Sanchit Vir Gogia, chief analyst at Greyhound Research, also sees the use of an FDE team by the AI provider as a double-edged sword: “FDEs are embedded in the customer’s environment, but they also represent the commercial interests of their employer. Giving the experts from AI providers excessive influence on implementation decisions could not only lead to increased dependency, but also to high prices, against which one may then not be able to defend effectively.”
In addition to potentially increasing vendor dependency, there are other aspects that IT decision-makers should consider before engaging their AI provider’s teams. The central question is how long the FDE teams will actually be needed. After all, a single implementation will hardly be enough. The resulting ones long-term costs is something that companies often overlook, according to John Sangyeob Kim, AI engineer at Solidroad: “The deployment itself accounts for perhaps 20 percent of the total cost. The remaining 80 percent goes to keeping the system running through model upgrades, as well as handling data movements and edge cases that only arise months into production.”

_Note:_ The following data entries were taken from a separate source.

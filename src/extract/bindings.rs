//! `//wsdl:binding` with its SOAP binding element and operations

use super::{attr, attr_or, merge_soap};
use crate::model::{Binding, BindingOperation};
use crate::names::strip_namespace;
use crate::namespaces::{descendants, Ns};
use roxmltree::Node;

/// Style assumed when a SOAP binding element omits `style`
pub const DEFAULT_STYLE: &str = "document";

pub(super) fn extract(root: Node<'_, '_>) -> Vec<Binding> {
    descendants(root, Ns::Wsdl, "binding").map(binding).collect()
}

fn binding(node: Node<'_, '_>) -> Binding {
    let (style, transport) = merge_soap(node, "binding", |b| {
        (attr_or(b, "style", DEFAULT_STYLE), attr(b, "transport"))
    })
    .unwrap_or_default();

    Binding {
        name: attr(node, "name"),
        port_type: strip_namespace(node.attribute("type")),
        style,
        transport,
        operations: descendants(node, Ns::Wsdl, "operation")
            .map(operation)
            .collect(),
    }
}

fn operation(node: Node<'_, '_>) -> BindingOperation {
    BindingOperation {
        name: attr(node, "name"),
        soap_action: merge_soap(node, "operation", |o| attr(o, "soapAction")).unwrap_or_default(),
    }
}
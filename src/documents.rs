//! Loaded WSDL documents
//!
//! [`WsdlSource`] owns the raw text handed over by the [`Loader`](crate::loaders::Loader);
//! the parsed `roxmltree` tree borrows from it, so the source must outlive
//! every extraction pass.

use crate::error::{LoadError, ParseError};
use crate::limits::Limits;
use crate::locations::Location;
use roxmltree::Document;

/// Raw text of a WSDL document together with where it came from
#[derive(Debug, Clone)]
pub struct WsdlSource {
    /// Where the text was loaded from
    pub location: Location,
    /// Document text
    pub text: String,
}

impl WsdlSource {
    /// Create a new source
    pub fn new(location: Location, text: impl Into<String>) -> Self {
        Self {
            location,
            text: text.into(),
        }
    }

    /// Wrap an in-memory document
    pub fn from_string(text: impl Into<String>) -> Self {
        let text = text.into();
        Self {
            location: Location::String(text.clone()),
            text,
        }
    }

    /// Parse the text into a namespace-aware tree
    pub fn parse(&self, limits: &Limits) -> Result<Document<'_>, LoadError> {
        Document::parse_with_options(&self.text, limits.parsing_options()).map_err(|e| {
            let row = e.pos().row;
            let mut err = ParseError::from(e);
            if let Some(line) = line_at(&self.text, row) {
                err = err.with_source(line);
            }
            LoadError::MalformedXml(err)
        })
    }
}

/// 1-based `row` of `text`, trimmed
fn line_at(text: &str, row: u32) -> Option<&str> {
    let index = usize::try_from(row).ok()?.checked_sub(1)?;
    text.lines()
        .nth(index)
        .map(str::trim)
        .filter(|line| !line.is_empty())
}

/// The document's declared `targetNamespace`, or an empty string
pub fn target_namespace(doc: &Document<'_>) -> String {
    doc.root_element()
        .attribute("targetNamespace")
        .unwrap_or_default()
        .to_string()
}
//! Rendering tests: cross-links, omitted fields and idempotence

mod common;

use pretty_assertions::assert_eq;
use wsdldoc::render::{render, Format};
use wsdldoc::{parse_str, ParsedModel};

fn model() -> ParsedModel {
    parse_str(&common::fixture("user_service.wsdl")).unwrap()
}

fn html_block<'a>(html: &'a str, id: &str) -> &'a str {
    let start = html
        .find(&format!(r#"id="{}""#, id))
        .unwrap_or_else(|| panic!("missing id {}", id));
    let end = html[start..].find("</div>").unwrap() + start;
    &html[start..end]
}

#[test]
fn test_message_part_links_to_complex_type() {
    let html = render(&model(), Format::Html).unwrap();

    assert!(html.contains(r#"id="type_UserRequestType""#));
    let message = html_block(&html, "msg_GetUserRequest");
    assert!(message.contains(r##"<a href="#type_UserRequestType" class="ref-link">UserRequestType</a>"##));
}

#[test]
fn test_unresolved_references_are_plain_text() {
    let html = render(&model(), Format::Html).unwrap();

    // Output message that does not exist
    assert!(html.contains("PlaceOrderResponse"));
    assert!(!html.contains(r##"href="#msg_PlaceOrderResponse""##));

    // Built-in scalar type
    let message = html_block(&html, "msg_PlaceOrderRequest");
    assert!(message.contains("type: string"));
    assert!(message.contains(r##"element: <a href="#type_Order" class="ref-link">Order</a>"##));
}

#[test]
fn test_operation_links_to_messages() {
    let html = render(&model(), Format::Html).unwrap();
    assert!(html.contains(r##"<a href="#msg_GetUserRequest" class="ref-link">GetUserRequest</a>"##));
    assert!(html.contains(r##"<a href="#msg_GetUserResponse" class="ref-link">GetUserResponse</a>"##));
}

#[test]
fn test_field_and_element_types_link() {
    let html = render(&model(), Format::Html).unwrap();

    let request = html_block(&html, "type_UserRequestType");
    assert!(request.contains(r##"<a href="#type_Address" class="ref-link">Address</a>"##));
    assert!(request.contains("<td>0..1</td><td>✓</td>"));

    let name = html_block(&html, "type_UserName");
    assert!(name.contains("Display name"));
    assert!(name.contains("Data type:</span> string"));
}

#[test]
fn test_soap_action_omitted_when_absent() {
    let text = render(&model(), Format::Text).unwrap();

    let place_order = text.split("● PlaceOrder").nth(1).unwrap();
    let place_order = place_order.split("\n\n").next().unwrap();
    assert!(place_order.contains("Input: PlaceOrderRequest"));
    assert!(!place_order.contains("SOAPAction"));

    assert!(text.contains("    SOAPAction: http://example.com/users/GetUser"));
}

#[test]
fn test_orphaned_binding_not_rendered_under_port_types() {
    let model = model();
    let text = render(&model, Format::Text).unwrap();
    let html = render(&model, Format::Html).unwrap();

    assert!(!text.contains("http://example.com/audit"));
    assert!(!html.contains("http://example.com/audit"));
    assert!(model.bindings.iter().any(|b| b.name == "AuditBinding"));
}

#[test]
fn test_text_report_layout() {
    let text = render(&model(), Format::Text).unwrap();

    assert!(text.contains("Target namespace: http://example.com/users"));
    assert!(text.contains("[Service] UserService"));
    assert!(text.contains("  │  └─ Endpoint: http://example.com/soap12/users"));
    assert!(text.contains("  ● GetUser\n    Description: Fetch a single user."));
    assert!(text.contains("  ├─ parameters (element: UserRequestType)"));
    assert!(text.contains("  ├─ address: Address [0..1] (nullable)"));
    assert!(text.contains("  ├─ userId: string [1..1] - Primary key"));
    assert!(text.contains("  ├─ lines: string [1..unbounded]"));
    assert!(text.contains("[Element] UserName : string\n    Description: Display name"));
    assert!(!text.contains("<a href"));
}

#[test]
fn test_rendering_is_idempotent() {
    let model = model();
    for format in [Format::Text, Format::Html, Format::Json] {
        assert_eq!(render(&model, format).unwrap(), render(&model, format).unwrap());
    }
}

#[test]
fn test_json_dump_round_trips_names() {
    let json = render(&model(), Format::Json).unwrap();
    let value: serde_json::Value = serde_json::from_str(&json).unwrap();

    assert_eq!(value["targetNamespace"], "http://example.com/users");
    assert_eq!(value["types"][2]["kind"], "complexType");
    assert_eq!(value["types"][2]["name"], "Order");
    assert_eq!(value["types"][3]["kind"], "element");
    assert_eq!(value["bindings"][0]["type"], "UserPortType");
}

#[test]
fn test_type_and_element_sharing_a_name_are_reported() {
    let model = parse_str(
        r#"<definitions xmlns="http://schemas.xmlsoap.org/wsdl/"
               xmlns:xsd="http://www.w3.org/2001/XMLSchema"
               targetNamespace="urn:users">
             <types>
               <xsd:schema targetNamespace="urn:users">
                 <xsd:complexType name="GetUser">
                   <xsd:sequence><xsd:element name="id" type="xsd:int"/></xsd:sequence>
                 </xsd:complexType>
                 <xsd:element name="GetUser" type="tns:GetUser"/>
               </xsd:schema>
             </types>
           </definitions>"#,
    )
    .unwrap();

    let html = render(&model, Format::Html).unwrap();
    assert_eq!(html.matches(r#"id="type_GetUser""#).count(), 2);

    let collisions = model.anchor_collisions();
    assert_eq!(collisions.len(), 1);
    assert_eq!(collisions[0].anchor, "type_GetUser");
    assert_eq!(collisions[0].occurrences, 2);

    let json = render(&model, Format::Json).unwrap();
    assert!(json.contains(r#""kind": "repeated""#));
}
//! Shared fixtures for integration tests

#![allow(dead_code)]

use std::fs;
use std::path::PathBuf;

pub fn fixtures_dir() -> PathBuf {
    let mut path = PathBuf::from(env!("CARGO_MANIFEST_DIR"));
    path.push("tests");
    path.push("fixtures");
    path
}

pub fn fixture(name: &str) -> String {
    fs::read_to_string(fixtures_dir().join(name)).expect("fixture should be readable")
}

There are also risks that arise when the AI provider’s FDE team is no longer on site. For example, it is seriously underestimated, how comprehensive the insights arewhich external specialists gain during AI implementation, says Justin Greis, CEO of the IT consultancy Acceligence: “As part of the implementation, the FDE team receives insights into a variety of operational details. Although the data accessed is protected by NDAs and confidentiality clauses – the processes and workflows viewed are often left out.”
According to Greis, this problem is not limited to FDE teams from AI providers. Whoever supports the introduction of AI will gain significantly more knowledge than recorded in the Statement of Work, explains the manager: “This includes the actual, concrete work processes, undocumented exceptions, gaps in data quality, approval bottlenecks or security workarounds. This knowledge is as valuable as it is sensitive.”